**Problem description**
Your answer should consist of all lines in the listing that hold the word "clone".

**Information given**
//! NationStates integration for the nsbb forum.
//!
//! Registration asks for a nation name and the verification code the player
//! gets from NationStates. The code is checked against the verification API
//! while the form is validated, and the verified nation is attached to the
//! user once the host has committed the account. Posts show the author's
//! nation and understand RMB quotes plus `[nation]`/`[region]` tags.

pub mod author;
pub mod binder;
pub mod config;
mod error;
pub mod fields;
pub mod pending;
pub mod store;
pub mod template;
pub mod verify;

pub use config::NationStatesConfig;
pub use error::NationStatesError;
pub use pending::PendingAssignments;
pub use verify::{NsApiClient, VerifyError};

use nsbb_db::Migration;
use nsbb_markup::{
    BlockRule, RenderStrategy, RmbQuoteRule, RmbQuoteStrategy, TagFormatter,
    TagFormatterStrategy,
};
use nsbb_plugin::{ForumPlugin, PluginError, RegistrationForm, SubmissionId};
use nsbb_types::{Post, User};
use rusqlite::Connection;
use std::sync::Arc;

pub const PLUGIN_NAME: &str = "nationstates";

/// Schema changes owned by this plugin.
pub static MIGRATIONS: &[Migration] = &[Migration {
    name: "nationstates_001_user_nation",
    sql: include_str!("migrations/001_user_nation.sql"),
}];

pub struct NationStatesPlugin {
    config: NationStatesConfig,
    client: NsApiClient,
    pending: PendingAssignments,
}

impl NationStatesPlugin {
    pub fn new(config: NationStatesConfig) -> Result<Self, VerifyError> {
        let client = NsApiClient::from_config(&config)?;
        Ok(Self::with_client(config, client))
    }

    pub fn with_client(config: NationStatesConfig, client: NsApiClient) -> Self {
        Self {
            config,
            client,
            pending: PendingAssignments::new(),
        }
    }

    pub fn pending(&self) -> &PendingAssignments {
        &self.pending
    }

    pub fn config(&self) -> &NationStatesConfig {
        &self.config
    }
}

impl ForumPlugin for NationStatesPlugin {
    fn name(&self) -> &'static str {
        PLUGIN_NAME
    }

    fn migrations(&self) -> &'static [Migration] {
        MIGRATIONS
    }

    fn extend_registration_form(&self, form: &mut RegistrationForm) {
        for field in fields::nation_fields(
            self.client.clone(),
            self.pending.clone(),
            &self.config.verify_page_url,
        ) {
            form.add_field(field);
        }
    }

    fn registration_form_fragment(&self, form: &RegistrationForm) -> Option<String> {
        template::registration_fields_html(form)
    }

    fn on_user_registered(
        &self,
        conn: &Connection,
        username: &str,
        submission: SubmissionId,
    ) -> Result<(), PluginError> {
        binder::bind_pending_nation(conn, &self.pending, username, submission)?;
        Ok(())
    }

    fn on_registration_rejected(&self, username: &str, submission: SubmissionId) {
        if self.pending.discard(username, submission) {
            tracing::debug!(username, %submission, "discarded pending nation");
        }
    }

    fn post_author_info(
        &self,
        conn: &Connection,
        user: &User,
        _post: &Post,
    ) -> Result<Option<String>, PluginError> {
        let nation = store::user_nation(conn, user.id)?;
        Ok(author::author_info_html(nation.as_deref()))
    }

    fn block_rules(&self) -> Vec<Arc<dyn BlockRule>> {
        vec![Arc::new(RmbQuoteRule)]
    }

    fn render_strategies(&self) -> Vec<Arc<dyn RenderStrategy>> {
        vec![
            Arc::new(RmbQuoteStrategy::default()),
            Arc::new(TagFormatterStrategy::new(
                TagFormatter::new().with_link_tags(self.config.site_url.clone()),
            )),
        ]
    }
}
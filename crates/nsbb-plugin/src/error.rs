use thiserror::Error;

/// Errors returned from plugin hooks.
#[derive(Debug, Error)]
pub enum PluginError {
    /// A hook failed for a plugin-specific reason.
    #[error("plugin '{plugin}' hook failed: {message}")]
    Hook {
        /// Name of the failing plugin.
        plugin: &'static str,
        /// What went wrong.
        message: String,
    },

    /// A user query failed.
    #[error(transparent)]
    User(#[from] nsbb_db::UserError),

    /// Any other SQLite failure.
    #[error("database error: {0}")]
    Database(#[from] rusqlite::Error),
}
//! Database layer for the nsbb forum.
//!
//! Provides SQLite connection pooling (via `r2d2`), WAL-mode initialization,
//! embedded SQL migrations, and the user and post queries the host needs.
//!
//! Plugins ship their own migrations as [`Migration`] lists; the host runs
//! them through [`run_plugin_migrations`] after the core set, and both are
//! tracked in the same `_nsbb_migrations` table.

mod migrations;
mod pool;
pub mod posts;
pub mod users;

pub use migrations::{run_migrations, run_plugin_migrations, Migration, MigrationError};
pub use pool::{open_memory_pool, open_pool, DbPool, PoolError, BUSY_TIMEOUT, DEFAULT_MAX_CONNECTIONS};
pub use posts::{create_post, get_post, PostError};
pub use users::{create_user, get_user, get_user_by_username, UserError};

**Task answer**
            self.client.clone(),
            self.pending.clone(),
                TagFormatter::new().with_link_tags(self.config.site_url.clone()),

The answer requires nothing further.